TriMediaNusantara.com – Persoalan disinformasi di Indonesia kembali menjadi pusat perhatian setelah Menteri Komunikasi dan Digital (Menkomdigi), Meutya Hafid, menggelar inspeksi mendadak ke kantor operasional Meta pada pekan lalu. Tindakan tegas pemerintah ini merupakan respons atas lambatnya penanganan konten negatif di platform milik Meta, yang meliputi perjudian daring serta penyebaran disinformasi, fitnah, dan kebencian (DFK).

Usai melakukan sidak di Jakarta, Menkomdigi menekankan risiko besar yang mengintai publik akibat lemahnya pengawasan platform. Beliau menyatakan: “Ketidaksigapan platform dalam memoderasi konten telah menimbulkan dampak serius bagi keselamatan warga negara. Konten DFK ini berpotensi mengancam keselamatan masyarakat Indonesia jika tidak ditangani dengan cepat,” sebagaimana dikutip dari laman resmi Komdigi, Rabu (4/3).

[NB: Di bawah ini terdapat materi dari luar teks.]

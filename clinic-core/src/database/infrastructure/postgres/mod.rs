//! PostgreSQL-backed repository implementations.

pub mod patients;
pub mod transaction;
pub mod visit_images;
pub mod visits;

pub use patients::PostgresPatientsRepository;
pub use transaction::{PostgresClinicTransaction, PostgresTransactionalStore};
pub use visit_images::PostgresVisitImagesRepository;
pub use visits::PostgresVisitsRepository;

/// Build an `ILIKE` pattern that matches `term` literally anywhere in the
/// column. `\` is the default escape character in PostgreSQL.
pub(crate) fn contains_pattern(term: &str) -> String {
    let mut pattern = String::with_capacity(term.len() + 2);
    pattern.push('%');
    for ch in term.chars() {
        if matches!(ch, '%' | '_' | '\\') {
            pattern.push('\\');
        }
        pattern.push(ch);
    }
    pattern.push('%');
    pattern
}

Data pemantauan pemerintah menunjukkan angka yang cukup memprihatinkan bagi grup yang membawahi Facebook, Instagram, dan WhatsApp tersebut. Persentase penindakan konten judi online dan DFK oleh Meta hanya mencapai 28,47%. Angka ini tergolong sangat rendah dibandingkan dengan platform media sosial lain yang beroperasi di tanah air. Kondisi ini sangat mengkhawatirkan mengingat Indonesia merupakan salah satu basis pengguna Meta terbesar di dunia, dengan 112 juta orang terpapar konten di beranda mereka.

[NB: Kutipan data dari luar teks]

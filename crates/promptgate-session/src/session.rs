//! Session data model
//!
//! A session is keyed by an opaque `sess_<64 hex>` token and belongs to
//! exactly one caller context. It is created lazily on the first validation
//! without a usable token, mutated on every call, and destroyed by the
//! background expiry sweep or an explicit privacy deletion.

use chrono::{DateTime, Duration, Utc};
use promptgate_core::ThreatKind;
use rand::RngCore;
use serde::{Deserialize, Serialize};
use std::collections::HashMap;

/// History cap; the oldest events are evicted first
pub const MAX_HISTORY_EVENTS: usize = 50;

/// Sliding session lifetime from last activity
pub fn session_ttl() -> Duration {
    Duration::hours(2)
}

/// Outcome recorded for one validation event
#[derive(Debug, Clone, Copy, PartialEq, Eq, Serialize, Deserialize)]
#[serde(rename_all = "lowercase")]
pub enum EventResult {
    Safe,
    Blocked,
}

/// One validated prompt in a session's history.
///
/// The prompt is retained raw (it is needed verbatim for context-priming
/// cross-referencing) and is bounded by the session's two-hour lifetime.
#[derive(Debug, Clone, Serialize, Deserialize)]
pub struct HistoryEvent {
    pub prompt: String,
    pub result: EventResult,
    pub threats: Vec<ThreatKind>,
    pub confidence: f64,
    pub timestamp: DateTime<Utc>,
}

impl HistoryEvent {
    /// Create an event stamped now
    pub fn new(
        prompt: impl Into<String>,
        result: EventResult,
        threats: Vec<ThreatKind>,
        confidence: f64,
    ) -> Self {
        Self {
            prompt: prompt.into(),
            result,
            threats,
            confidence,
            timestamp: Utc::now(),
        }
    }
}

/// Per-caller conversational state
#[derive(Debug, Clone, Serialize, Deserialize)]
pub struct Session {
    /// Opaque token in the form `sess_<64 hex>`
    pub token: String,

    /// Authenticated user, if any; anonymous sessions are allowed
    pub user_id: Option<String>,

    /// Source address recorded at creation
    pub ip_address: Option<String>,

    /// User agent recorded at creation
    pub user_agent: Option<String>,

    /// Validation events, oldest first, capped at `MAX_HISTORY_EVENTS`
    pub history: Vec<HistoryEvent>,

    /// Advisory flags accumulated over the session's life
    pub flags: HashMap<String, serde_json::Value>,

    /// Total validations handled by this session
    pub request_count: u64,

    pub created_at: DateTime<Utc>,
    pub last_activity_at: DateTime<Utc>,
    pub expires_at: DateTime<Utc>,
}

impl Session {
    /// Create a fresh session
    pub fn new(token: impl Into<String>) -> Self {
        let now = Utc::now();
        Self {
            token: token.into(),
            user_id: None,
            ip_address: None,
            user_agent: None,
            history: Vec::new(),
            flags: HashMap::new(),
            request_count: 0,
            created_at: now,
            last_activity_at: now,
            expires_at: now + session_ttl(),
        }
    }

    /// Set the user id
    pub fn with_user_id(mut self, user_id: impl Into<String>) -> Self {
        self.user_id = Some(user_id.into());
        self
    }

    /// Set the source address
    pub fn with_ip_address(mut self, ip: impl Into<String>) -> Self {
        self.ip_address = Some(ip.into());
        self
    }

    /// Set the user agent
    pub fn with_user_agent(mut self, agent: impl Into<String>) -> Self {
        self.user_agent = Some(agent.into());
        self
    }

    /// Append an event, trim the history to the newest
    /// `MAX_HISTORY_EVENTS`, bump counters, and slide the TTL forward
    pub fn record_event(&mut self, event: HistoryEvent) {
        self.history.push(event);
        if self.history.len() > MAX_HISTORY_EVENTS {
            let excess = self.history.len() - MAX_HISTORY_EVENTS;
            self.history.drain(..excess);
        }
        self.request_count += 1;
        self.last_activity_at = Utc::now();
        self.expires_at = self.last_activity_at + session_ttl();
    }

    /// Merge flags additively. Union per key, last writer wins on
    /// collisions; existing keys are never dropped. The merge is shallow:
    /// values are replaced whole, not recursively combined.
    pub fn merge_flags(&mut self, new_flags: HashMap<String, serde_json::Value>) {
        self.flags.extend(new_flags);
    }

    /// Whether the sliding TTL has elapsed
    pub fn is_expired(&self) -> bool {
        self.expires_at < Utc::now()
    }
}

/// Generate a cryptographically random session token (`sess_<64 hex>`)
pub fn generate_session_token() -> String {
    let mut bytes = [0u8; 32];
    rand::thread_rng().fill_bytes(&mut bytes);
    let hex: String = bytes.iter().map(|b| format!("{:02x}", b)).collect();
    format!("sess_{}", hex)
}

/// Whether a caller-supplied token has the expected shape
pub fn is_valid_token_format(token: &str) -> bool {
    token.len() == 69
        && token.starts_with("sess_")
        && token[5..]
            .chars()
            .all(|c| c.is_ascii_hexdigit() && !c.is_ascii_uppercase())
}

Penyebaran hoaks dan disinformasi yang masif dinilai tidak hanya memicu perpecahan, tetapi juga berisiko merusak tatanan demokrasi serta menciptakan polarisasi sosial yang mengancam ketertiban umum. Terkait tanggung jawab perusahaan, Meutya menegaskan: “Setiap penyelenggara sistem elektronik yang beroperasi di Indonesia memiliki kewajiban untuk mematuhi hukum nasional dan bertanggung jawab atas keamanan ruang digital bagi masyarakat. Pemerintah juga mendorong Meta untuk segera memperkuat sistem moderasi konten serta meningkatkan kecepatan penanganan terhadap konten yang melanggar hukum.”

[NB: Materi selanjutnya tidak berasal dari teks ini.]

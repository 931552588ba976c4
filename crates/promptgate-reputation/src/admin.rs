//! Audited admin mutations
//!
//! Every mutation is synchronous, requires a non-empty free-text reason,
//! and appends exactly one audit entry capturing the before and after
//! state. Missing reasons surface as `InvalidAdminInput`; nothing is ever
//! silently defaulted.

use promptgate_core::{Error, Result};
use std::sync::Arc;
use tracing::info;

use crate::record::{
    hash_ip, AdminActionType, AuditLogEntry, IpReputationRecord, ListEntry,
};
use crate::store::{AuditFilter, ListKind, ReputationFilter, ReputationStore};

/// Admin operations over the reputation store
pub struct AdminOps {
    store: Arc<dyn ReputationStore>,
}

impl AdminOps {
    /// Create admin operations over the given store
    pub fn new(store: Arc<dyn ReputationStore>) -> Self {
        Self { store }
    }

    /// Manually block an address. Creates the reputation record if the
    /// address has never been seen.
    pub async fn block_ip(&self, ip: &str, reason: &str, admin_id: &str) -> Result<()> {
        validate_input(ip, reason, admin_id)?;

        let ip_hash = hash_ip(ip);
        let before = self.store.get_record(&ip_hash).await?;
        let mut record = before
            .clone()
            .unwrap_or_else(|| IpReputationRecord::new(&ip_hash));
        record.apply_manual_block(reason, admin_id);
        self.store.put_record(&record).await?;

        self.audit(
            AdminActionType::Block,
            ip,
            admin_id,
            reason,
            before.as_ref().map(snapshot),
            Some(snapshot(&record)),
        )
        .await?;
        info!(ip = %ip, admin = %admin_id, "ip manually blocked");
        Ok(())
    }

    /// Clear a manual block
    pub async fn unblock_ip(&self, ip: &str, reason: &str, admin_id: &str) -> Result<()> {
        validate_input(ip, reason, admin_id)?;

        let ip_hash = hash_ip(ip);
        let before = self
            .store
            .get_record(&ip_hash)
            .await?
            .ok_or_else(|| Error::admin(format!("no reputation record for {}", ip)))?;
        let mut record = before.clone();
        record.clear_manual_block();
        self.store.put_record(&record).await?;

        self.audit(
            AdminActionType::Unblock,
            ip,
            admin_id,
            reason,
            Some(snapshot(&before)),
            Some(snapshot(&record)),
        )
        .await?;
        info!(ip = %ip, admin = %admin_id, "ip unblocked");
        Ok(())
    }

    /// Add an address to the whitelist
    pub async fn whitelist_add(&self, ip: &str, reason: &str, admin_id: &str) -> Result<()> {
        validate_input(ip, reason, admin_id)?;

        let entry = ListEntry::new(ip, reason, None, admin_id);
        self.store
            .put_list_entry(ListKind::Whitelist, &entry)
            .await?;
        self.audit(
            AdminActionType::WhitelistAdd,
            ip,
            admin_id,
            reason,
            None,
            Some(snapshot(&entry)),
        )
        .await?;
        info!(ip = %ip, admin = %admin_id, "ip whitelisted");
        Ok(())
    }

    /// Remove an address from the whitelist
    pub async fn whitelist_remove(&self, ip: &str, reason: &str, admin_id: &str) -> Result<()> {
        validate_input(ip, reason, admin_id)?;

        let removed = self
            .store
            .remove_list_entry(ListKind::Whitelist, ip)
            .await?
            .ok_or_else(|| Error::admin(format!("{} is not on the whitelist", ip)))?;
        self.audit(
            AdminActionType::WhitelistRemove,
            ip,
            admin_id,
            reason,
            Some(snapshot(&removed)),
            None,
        )
        .await?;
        Ok(())
    }

    /// Add an address to the blacklist with a severity
    pub async fn blacklist_add(
        &self,
        ip: &str,
        reason: &str,
        severity: &str,
        admin_id: &str,
    ) -> Result<()> {
        validate_input(ip, reason, admin_id)?;
        if !matches!(severity, "low" | "medium" | "high" | "critical") {
            return Err(Error::admin(format!(
                "invalid severity {:?}; expected low|medium|high|critical",
                severity
            )));
        }

        let entry = ListEntry::new(ip, reason, Some(severity.to_string()), admin_id);
        self.store
            .put_list_entry(ListKind::Blacklist, &entry)
            .await?;
        self.audit(
            AdminActionType::BlacklistAdd,
            ip,
            admin_id,
            reason,
            None,
            Some(snapshot(&entry)),
        )
        .await?;
        info!(ip = %ip, severity = %severity, admin = %admin_id, "ip blacklisted");
        Ok(())
    }

    /// Remove an address from the blacklist
    pub async fn blacklist_remove(&self, ip: &str, reason: &str, admin_id: &str) -> Result<()> {
        validate_input(ip, reason, admin_id)?;

        let removed = self
            .store
            .remove_list_entry(ListKind::Blacklist, ip)
            .await?
            .ok_or_else(|| Error::admin(format!("{} is not on the blacklist", ip)))?;
        self.audit(
            AdminActionType::BlacklistRemove,
            ip,
            admin_id,
            reason,
            Some(snapshot(&removed)),
            None,
        )
        .await?;
        Ok(())
    }

    /// List reputation records for the admin UI
    pub async fn list_records(
        &self,
        filter: &ReputationFilter,
    ) -> Result<Vec<IpReputationRecord>> {
        self.store.list_records(filter).await
    }

    /// Read the append-only audit log
    pub async fn audit_log(&self, filter: &AuditFilter) -> Result<Vec<AuditLogEntry>> {
        self.store.query_audit(filter).await
    }

    async fn audit(
        &self,
        action_type: AdminActionType,
        ip: &str,
        admin_id: &str,
        reason: &str,
        before_state: Option<serde_json::Value>,
        after_state: Option<serde_json::Value>,
    ) -> Result<()> {
        self.store
            .append_audit(&AuditLogEntry::new(
                action_type,
                ip,
                admin_id,
                reason,
                before_state,
                after_state,
            ))
            .await
    }
}

fn validate_input(ip: &str, reason: &str, admin_id: &str) -> Result<()> {
    if ip.trim().is_empty() {
        return Err(Error::admin("ip address is required"));
    }
    if reason.trim().is_empty() {
        return Err(Error::admin("a non-empty reason is required"));
    }
    if admin_id.trim().is_empty() {
        return Err(Error::admin("admin id is required"));
    }
    Ok(())
}

fn snapshot<T: serde::Serialize>(value: &T) -> serde_json::Value {
    serde_json::to_value(value).unwrap_or(serde_json::Value::Null)
}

Langkah intervensi pemerintah ini memiliki landasan hukum yang kuat, yakni mandat Pasal 40 UU No. 1 Tahun 2024 tentang Informasi dan Transaksi Elektronik (UU ITE). Regulasi tersebut memberikan wewenang penuh kepada negara untuk melakukan pencegahan serta penindakan terhadap segala bentuk informasi elektronik yang melanggar ketentuan hukum demi menjaga ruang digital yang aman bagi seluruh warga.